The silver lining in a rate hike

When the Federal Reserve on Wednesday delivered its first interest rate hike in close to a decade, the move capped months of waiting and watching by investors and market seers alike.

And with a number of economic indicators, like wage pressure, still low, many market watchers are wary, with some wondering if the economyis strong enough to handle higher rates.

Still, for some people, higher interest rates stand to be a very good thing indeed. It just may not be the people who usually benefit when rates rise, at least in the short run.

What a Fed rate hike means for your wallet

Jose Luis Pelaez | Getty Images

Consider retirees and others living on their income from savings and programs like Social Security.
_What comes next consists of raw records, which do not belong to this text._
use std::collections::HashMap;

use crate::{
    backend::{Backend, use_backend},
    toast::use_toast,
    views::components::{CourseSelect, PageHeader},
};
use api::CampusRepository;
use dioxus::prelude::*;
use jiff::{Zoned, civil::Date};
use types::{
    attendance::AttendanceSheet,
    course::{ApprovalStatus, Course},
};
use ui::{
    EmptyState,
    calendar::day_label,
    roster::{RosterState, roster_state},
};

/// A roster being marked for one course on the day it was loaded.
#[derive(Debug, Clone, PartialEq)]
struct Marking {
    course_id: String,
    day: Date,
    sheet: AttendanceSheet,
}

#[component]
pub fn AttendanceMarking() -> Element {
    let backend = use_backend();
    let mut toast = use_toast();
    let mut courses = use_signal(Vec::<Course>::new);
    let mut selected = use_signal(|| None::<String>);
    let mut marking = use_signal(|| None::<Marking>);
    let mut saved_at = use_signal(HashMap::<String, String>::new);
    let mut saving = use_signal(|| false);

    use_effect({
        let backend = backend.clone();
        move || {
            let backend = backend.clone();
            spawn(async move {
                match backend.teacher_courses().await {
                    Ok(all) => courses.set(
                        all.into_iter()
                            .filter(|c| c.approval_status == ApprovalStatus::Approved)
                            .collect(),
                    ),
                    Err(e) => toast.error(e),
                }
            });
        }
    });

    // Switching course cancels the previous roster request.
    let mut roster = use_resource({
        let backend = backend.clone();
        move || load_sheet(backend.clone(), selected())
    });

    use_effect(move || match &*roster.read() {
        Some(Some((course_id, Ok((day, sheet))))) => marking.set(Some(Marking {
            course_id: course_id.clone(),
            day: *day,
            sheet: sheet.clone(),
        })),
        Some(Some((course_id, Err(e)))) => {
            tracing::warn!(%course_id, error = %e, "loading roster failed");
            marking.set(None);
            toast.error(e);
        }
        _ => {}
    });

    let save = move |_: MouseEvent| {
        let Some(current) = marking() else {
            return;
        };
        let today = Zoned::now().date();
        if current.day != today {
            // The roster's OD coverage was worked out for another day.
            toast.error(format!(
                "The date changed to {}. Reloading the roster.",
                day_label(today)
            ));
            roster.restart();
            return;
        }
        let course_id = current.course_id.clone();
        let submission = current.sheet.submission(&course_id, today);
        let backend = backend.clone();
        spawn(async move {
            saving.set(true);
            match backend.submit_attendance(&submission).await {
                Ok(()) => {
                    let at = Zoned::now().strftime("%H:%M").to_string();
                    tracing::info!(%course_id, entries = submission.entries.len(), "attendance saved");
                    saved_at.write().insert(course_id, at);
                    toast.success("Attendance saved.");
                }
                Err(e) => {
                    tracing::error!(%course_id, error = %e, "saving attendance failed");
                    toast.error(e);
                }
            }
            saving.set(false);
        });
    };

    let roster_status = roster_state(
        selected().as_deref(),
        roster.read().as_ref().and_then(Option::as_ref),
    );
    let course_saved_at = selected().and_then(|id| saved_at.read().get(&id).cloned());
    // The sheet can lag behind the selection while a new roster loads.
    let current_marking = marking().filter(|m| Some(&m.course_id) == selected().as_ref());
    let marking_day = current_marking
        .as_ref()
        .map(|m| m.day)
        .unwrap_or_else(|| Zoned::now().date());
    let subtitle = format!(
        "Marking for {}. Ticked students are present.",
        day_label(marking_day)
    );

    rsx! {
        div {
            PageHeader {
                title: "Attendance",
                subtitle,
                CourseSelect {
                    courses: courses(),
                    selected: selected(),
                    on_select: move |id| selected.set(id),
                }
            }

            if roster_status == RosterState::Unselected {
                div { class: "empty-message", "Select a course to load its roster." }
            } else if let RosterState::Failed(reason) = &roster_status {
                EmptyState { title: "Could Not Load Roster", detail: reason.clone() }
                div { class: "form-actions",
                    button { class: "btn btn-secondary", onclick: move |_| roster.restart(), "Retry" }
                }
            } else if let Some(current) = current_marking.filter(|_| roster_status == RosterState::Ready) {
                {
                    let current = current.sheet;
                    let totals = current.totals();
                    rsx! {
                        div { class: "totals",
                            span { class: "total total-present", "Present: {totals.present}" }
                            span { class: "total total-absent", "Absent: {totals.absent}" }
                            span { class: "total total-on-duty", "On Duty: {totals.on_duty}" }
                            span { class: "total", "Total: {totals.total}" }
                        }
                        div { class: "toolbar",
                            button {
                                class: "btn btn-secondary",
                                onclick: move |_| {
                                    if let Some(m) = marking.write().as_mut() {
                                        m.sheet.mark_all_present();
                                    }
                                },
                                "Mark All Present"
                            }
                            button {
                                class: "btn btn-secondary",
                                onclick: move |_| {
                                    if let Some(m) = marking.write().as_mut() {
                                        m.sheet.mark_all_absent();
                                    }
                                },
                                "Mark All Absent"
                            }
                            if let Some(at) = course_saved_at {
                                span { class: "text-muted", "Last saved at {at}" }
                            }
                        }
                        div { class: "table-container",
                            table {
                                thead {
                                    tr {
                                        th { "S.No" }
                                        th { "Reg No." }
                                        th { "Name" }
                                        th { "Present" }
                                        th { "Status" }
                                    }
                                }
                                tbody {
                                    for (index, student) in current.students().iter().cloned().enumerate() {
                                        {
                                            let on_duty = current.is_on_duty(&student.reg_no);
                                            let present = current.is_present(&student.reg_no);
                                            let status = current.status(&student.reg_no);
                                            let status_class = status.css_class();
                                            let serial = index + 1;
                                            let reg_no = student.reg_no.clone();
                                            rsx! {
                                                tr { key: "{student.reg_no}",
                                                    class: if on_duty { "on-duty" },
                                                    td { "{serial}" }
                                                    td { "{student.reg_no}" }
                                                    td { "{student.name}" }
                                                    td {
                                                        input {
                                                            r#type: "checkbox",
                                                            checked: present,
                                                            disabled: on_duty,
                                                            title: if on_duty { "Approved OD" },
                                                            onchange: move |_| {
                                                                if let Some(m) = marking.write().as_mut() {
                                                                    m.sheet.toggle(&reg_no);
                                                                }
                                                            },
                                                        }
                                                    }
                                                    td {
                                                        span { class: "status-pill {status_class}", {status.label()} }
                                                    }
                                                }
                                            }
                                        }
                                    }
                                }
                            }
                        }
                        div { class: "form-actions",
                            button {
                                class: "btn btn-primary",
                                disabled: saving() || current.students().is_empty(),
                                onclick: save,
                                if saving() { "Saving..." } else { "Save Attendance" }
                            }
                        }
                    }
                }
            } else {
                div { class: "loading", "Loading roster..." }
            }
        }
    }
}

async fn load_sheet(
    backend: Backend,
    course: Option<String>,
) -> Option<(String, types::Result<(Date, AttendanceSheet)>)> {
    let course = course?;
    let day = Zoned::now().date();
    let sheet = async {
        let students = backend.course_students(&course).await?;
        let ods = backend.approved_ods().await?;
        Ok::<_, types::Error>((day, AttendanceSheet::new(students, &ods, day)))
    }
    .await;
    Some((course, sheet))
}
It would seem obvious that a rate hike would help them because they would earn more on their investments.

That could happen again — but not right away, according to Barry Glassman, president of Glassman Wealth Services. “The first move signals that we are headed in the direction where retirees and conservative investors may someday get some yield back,” he said. “But not today.”

True, a quarter-point rate hike could quickly pass through and affect money market rates. But Glassman pointed out that firms offering money market funds have been waiving at least some of their fees for years in an effort to keep net rates on their funds from going negative. They waived an aggregate $6.3 billion in fees in 2014, up from $5.8 billion in 2013, and they are on track to waive another $5.6 billion in 2015, according to the Investment Company Institute.

Glassman said those same firms may be among the first beneficiaries of a rate hike. “A zero interest rate policy has been sucking billions out of brokerage firms around the country,” he said. If short-term rates rise enough to give them a margin to charge for their services, “a lot of brokerage firms can now charge the fees that are in the prospectuses.”

Some other experts, like Mike Krasner at iMoneyNet, question whether the firms will in fact rush to re-impose their maximum fees.

“It seems to me that yields would have to rise substantially before any firm could attempt to justify such a move, as it would undoubtedly prompt some investors to move their cash to another fund family, to a bank or somewhere else.” Money market fund providers “are in an extremely competitive industry,” he said.

But Krasner noted that firms have already started reducing the size of their fee waivers. And clearly, higher rates could at least give firms the option to impose a larger portion of their fees.